Our aged father died a month ago (very close to 96 years of age). He had been living in a senior’s care home for the last number of years. With the pandemic the program of isolation was imposed immediately in mid-March. We did not get to see him for eleven weeks. On the weekend he was failing rapidly the family were called in. I spent a little time with him on the Sunday evening, prayed and anointed him with the sacrament of the sick, and then returned to Saskatoon. We were not allowed to spend an extended period of time with him which was practiced right up to the imposition of isolation.
As I drove away from the care home it was so clear to me, “But this is so cruel!”
As a society we work very hard to protect people, and the isolation of the vulnerable and those physically compromised are the elderly. But there is another side to this. What is beneficial to our physical well-being can be so harmful to our emotional well-being, our mental health.
When your family cannot be present to your last hours and/or days of your life, when they cannot share in your final breath on this earth, something is very wrong here. People are telling us how much of a emptiness they feel inside their lives because they could not be present at our father or mother’s final moments on this earth.
The absence of family indicates what is the deepest need of a human being: to have the people who love us close to us. We want to train people when they object that “Mom doesn’t know any of us anymore,” we affirm that it is probably more important that you be present to her in her dementia. She can sense of your presence and your love. She may not be able to speak your name at this point in her life but she can sense your presence!
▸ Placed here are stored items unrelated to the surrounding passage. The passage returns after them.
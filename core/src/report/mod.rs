//! Batch summaries: aggregate counts, per-task outcomes, human and JSON forms.

mod format;
mod persist;
mod summary;

pub use format::format_report;
pub use persist::save_report;
pub use summary::{summarize, BatchSummary, TaskOutcome};
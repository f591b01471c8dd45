use std::path::{Path, PathBuf};

use super::types::AppConfig;

pub const LOCAL_CONFIG_FILE: &str = "enkai.toml";

/// `~/.enkai`
pub fn get_enkai_data_dir() -> anyhow::Result<PathBuf> {
    let home =
        dirs::home_dir().ok_or_else(|| anyhow::anyhow!("Cannot determine home directory"))?;
    Ok(home.join(".enkai"))
}

/// Load `~/.enkai/config.toml`, else `./enkai.toml`, else defaults, then apply
/// environment overrides.
pub fn load_default() -> anyhow::Result<AppConfig> {
    let home_config = match get_enkai_data_dir() {
        Ok(dir) => Some(dir.join("config.toml")),
        Err(e) => {
            tracing::debug!(error = %e, "no home directory, skipping home config");
            None
        }
    };

    let mut cfg = load_first_existing(home_config.as_deref(), Path::new(LOCAL_CONFIG_FILE))?;
    apply_env_overrides(&mut cfg, |key| std::env::var(key).ok());
    Ok(cfg)
}

fn load_first_existing(
    home_config: Option<&Path>,
    local_config: &Path,
) -> anyhow::Result<AppConfig> {
    match home_config.filter(|p| p.exists()) {
        Some(path) => load_from_path(path),
        None if local_config.exists() => load_from_path(local_config),
        None => Ok(AppConfig::default()),
    }
}

pub fn load_from_path(path: impl AsRef<Path>) -> anyhow::Result<AppConfig> {
    let path = path.as_ref();
    let s = std::fs::read_to_string(path)
        .map_err(|e| anyhow::anyhow!("failed to read config {}: {}", path.display(), e))?;
    let cfg = toml::from_str::<AppConfig>(&s)
        .map_err(|e| anyhow::anyhow!("invalid config {}: {}", path.display(), e))?;
    tracing::debug!(path = %path.display(), "config loaded");
    Ok(cfg)
}

/// `ENKAI_CONCURRENCY`, `ENKAI_MODEL`, `ENKAI_AUTO_MODEL` and `GEMINI_API_KEY`
/// win over file values. Blank or unparsable values are ignored.
pub fn apply_env_overrides<F>(cfg: &mut AppConfig, lookup: F)
where
    F: Fn(&str) -> Option<String>,
{
    let get = |key: &str| lookup(key).filter(|v| !v.trim().is_empty());

    if let Some(v) = get("ENKAI_CONCURRENCY") {
        match v.trim().parse::<usize>() {
            Ok(n) => cfg.executor.concurrency = n,
            Err(_) => tracing::warn!(value = %v, "ignoring invalid ENKAI_CONCURRENCY"),
        }
    }
    if let Some(v) = get("ENKAI_MODEL") {
        cfg.generation.model = v.trim().to_string();
    }
    if let Some(v) = get("ENKAI_AUTO_MODEL") {
        match v.trim().parse::<bool>() {
            Ok(b) => cfg.generation.auto_model = b,
            Err(_) => tracing::warn!(value = %v, "ignoring invalid ENKAI_AUTO_MODEL"),
        }
    }
    if cfg.generation.api_key.trim().is_empty() {
        if let Some(v) = get("GEMINI_API_KEY") {
            cfg.generation.api_key = v.trim().to_string();
        }
    }
}
use std::collections::HashMap;
use std::time::Duration;

use indicatif::{MultiProgress, ProgressBar, ProgressStyle};

const SPINNER_TICKS: &[&str] = &["⠋", "⠙", "⠹", "⠸", "⠼", "⠴", "⠦", "⠧", "⠇", "⠏"];

/// Progress bars for a batch: one overall bar plus a spinner per in-flight job.
pub struct ProgressMonitor {
    multi: MultiProgress,
    overall: ProgressBar,
    // task id -> (spinner, label)
    in_flight: HashMap<String, (ProgressBar, String)>,
    failed: usize,
    enabled: bool,
}

impl ProgressMonitor {
    /// `enabled = false` gives a monitor whose methods are no-ops.
    pub fn new(total_jobs: usize, enabled: bool) -> Self {
        let multi = MultiProgress::new();
        let overall = if enabled {
            let bar = multi.add(ProgressBar::new(total_jobs as u64));
            bar.set_style(overall_style());
            bar
        } else {
            ProgressBar::hidden()
        };

        let monitor = Self {
            multi,
            overall,
            in_flight: HashMap::new(),
            failed: 0,
            enabled,
        };
        monitor.refresh_message();
        monitor
    }

    pub fn add_task(&mut self, task_id: &str, label: &str) {
        if !self.enabled {
            return;
        }

        let spinner = self.multi.add(ProgressBar::new_spinner());
        spinner.set_style(spinner_style());
        spinner.set_message(format!("⏳ {label}"));
        spinner.enable_steady_tick(Duration::from_millis(100));

        self.in_flight
            .insert(task_id.to_string(), (spinner, label.to_string()));
        self.refresh_message();
    }

    pub fn complete_task(&mut self, task_id: &str, success: bool, duration_ms: u64) {
        if !self.enabled {
            return;
        }

        if !success {
            self.failed += 1;
        }
        if let Some((spinner, label)) = self.in_flight.remove(task_id) {
            let icon = if success { "✅" } else { "❌" };
            spinner.finish_with_message(format!("{icon} {label} ({duration_ms}ms)"));
        }

        self.overall.inc(1);
        self.refresh_message();
    }

    pub fn finish(&self) {
        if !self.enabled {
            return;
        }

        let msg = match self.failed {
            0 => "✅ all files generated".to_string(),
            n => format!("⚠ {n} file(s) failed"),
        };
        self.overall.finish_with_message(msg);
    }

    fn refresh_message(&self) {
        if !self.enabled {
            return;
        }
        let running = self.in_flight.len();
        match self.failed {
            0 => self.overall.set_message(format!("{running} running")),
            n => self
                .overall
                .set_message(format!("{running} running, {n} failed")),
        }
    }
}

impl Drop for ProgressMonitor {
    fn drop(&mut self) {
        for (_, (spinner, _)) in self.in_flight.drain() {
            spinner.finish_and_clear();
        }
    }
}

fn overall_style() -> ProgressStyle {
    ProgressStyle::default_bar()
        .template("[{elapsed_precise}] {bar:40.cyan/blue} {pos}/{len} files ({percent}%) {msg}")
        .unwrap_or_else(|_| ProgressStyle::default_bar())
        .progress_chars("█▓▒░  ")
}

fn spinner_style() -> ProgressStyle {
    ProgressStyle::default_spinner()
        .template("  {spinner:.green} {msg}")
        .unwrap_or_else(|_| ProgressStyle::default_spinner())
        .tick_strings(SPINNER_TICKS)
}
When people reach the stage where they need to be cared for in a senior’s home, they have already lost a great number of their friends and relatives. The only people left to spend time with them is their family. Our presence (often in silence) is crucial. It is more important than when we could chatter about so many mundane things.
To use a Biblical image: happy the eighty-five year old who has family that cares and makes the effort to visit. Cursed be the family who deliberately absents themselves from these significant moments of care. One of our parishioners, who helped his wife with dementia with her lunch and supper for three and a half years (he never missed one day) shared a very painful story. “There was one family that I only saw them come and visit only on Christmas day.” Could life be so empty?
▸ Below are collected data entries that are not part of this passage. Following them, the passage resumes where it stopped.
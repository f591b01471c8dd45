use std::collections::HashMap;

use chrono::{Local, Utc};

use crate::error::StoreError;

use super::splitter::{SplitResult, MINUTES_PER_TASK};
use super::types::{TaskDescriptor, TaskStatus, TaskSummary};

/// Caller-owned working set of tasks.
///
/// Tasks keep their registration order. Registering a task whose id is
/// already present replaces the stored copy in place.
#[derive(Debug, Default)]
pub struct TaskStore {
    tasks: Vec<TaskDescriptor>,
    index: HashMap<String, usize>,
}

impl TaskStore {
    pub fn new() -> Self {
        Self::default()
    }

    pub fn insert(&mut self, task: TaskDescriptor) {
        match self.index.get(&task.id) {
            Some(&pos) => self.tasks[pos] = task,
            None => {
                self.index.insert(task.id.clone(), self.tasks.len());
                self.tasks.push(task);
            }
        }
    }

    pub fn register(&mut self, split: &SplitResult) {
        for task in &split.tasks {
            self.insert(task.clone());
        }
    }

    pub fn get(&self, task_id: &str) -> Option<&TaskDescriptor> {
        self.index.get(task_id).map(|&pos| &self.tasks[pos])
    }

    pub fn tasks(&self) -> &[TaskDescriptor] {
        &self.tasks
    }

    pub fn len(&self) -> usize {
        self.tasks.len()
    }

    pub fn is_empty(&self) -> bool {
        self.tasks.is_empty()
    }

    pub fn update_status(
        &mut self,
        task_id: &str,
        status: TaskStatus,
        assigned_to: Option<&str>,
    ) -> Result<(), StoreError> {
        let pos = *self
            .index
            .get(task_id)
            .ok_or_else(|| StoreError::TaskNotFound(task_id.to_string()))?;
        let task = &mut self.tasks[pos];

        task.status = status;
        if let Some(who) = assigned_to {
            task.assigned_to = Some(who.to_string());
        }
        if status == TaskStatus::Completed {
            task.completed_at = Some(Utc::now());
        }

        tracing::debug!(task_id = %task_id, status = status.as_str(), "task status updated");
        Ok(())
    }

    pub fn summary(&self) -> TaskSummary {
        let count = |status: TaskStatus| self.tasks.iter().filter(|t| t.status == status).count();
        TaskSummary {
            total: self.tasks.len(),
            completed: count(TaskStatus::Completed),
            pending: count(TaskStatus::Pending),
            assigned: count(TaskStatus::Assigned),
        }
    }

    pub fn progress_report(&self) -> String {
        let summary = self.summary();
        let percentage = if summary.total > 0 {
            ((summary.completed as f64 / summary.total as f64) * 100.0).round() as u32
        } else {
            0
        };

        format!(
            "# Enkai progress report\n\n\
             ## Overall progress: {}%\n\n\
             ## Tasks\n\
             - Total: {}\n\
             - Completed: {}\n\
             - In progress: {}\n\
             - Pending: {}\n\n\
             ## Estimated time remaining\n\
             About {} minutes ({} pending x {} minutes/task)\n\n\
             Generated at: {}\n",
            percentage,
            summary.total,
            summary.completed,
            summary.assigned,
            summary.pending,
            summary.pending * MINUTES_PER_TASK,
            summary.pending,
            MINUTES_PER_TASK,
            Local::now().format("%Y-%m-%d %H:%M:%S"),
        )
    }

    /// Drop the whole working set.
    pub fn clear(&mut self) {
        self.tasks.clear();
        self.index.clear();
    }
}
Our adult children are learning from us. How we treat our aging parents is how they will treat us. As one wise caregiver cautioned: “Remember, your children are watching you.”
Although many families are feeling the pain of their absence at the passing of their aged parents we are being brought to a deeper awareness of how important our love and friendship actually is in life. Some of the best moments may have been the time you held your aged mother’s hand, and she did not recognize you, but you knew you loved and you knew you cared!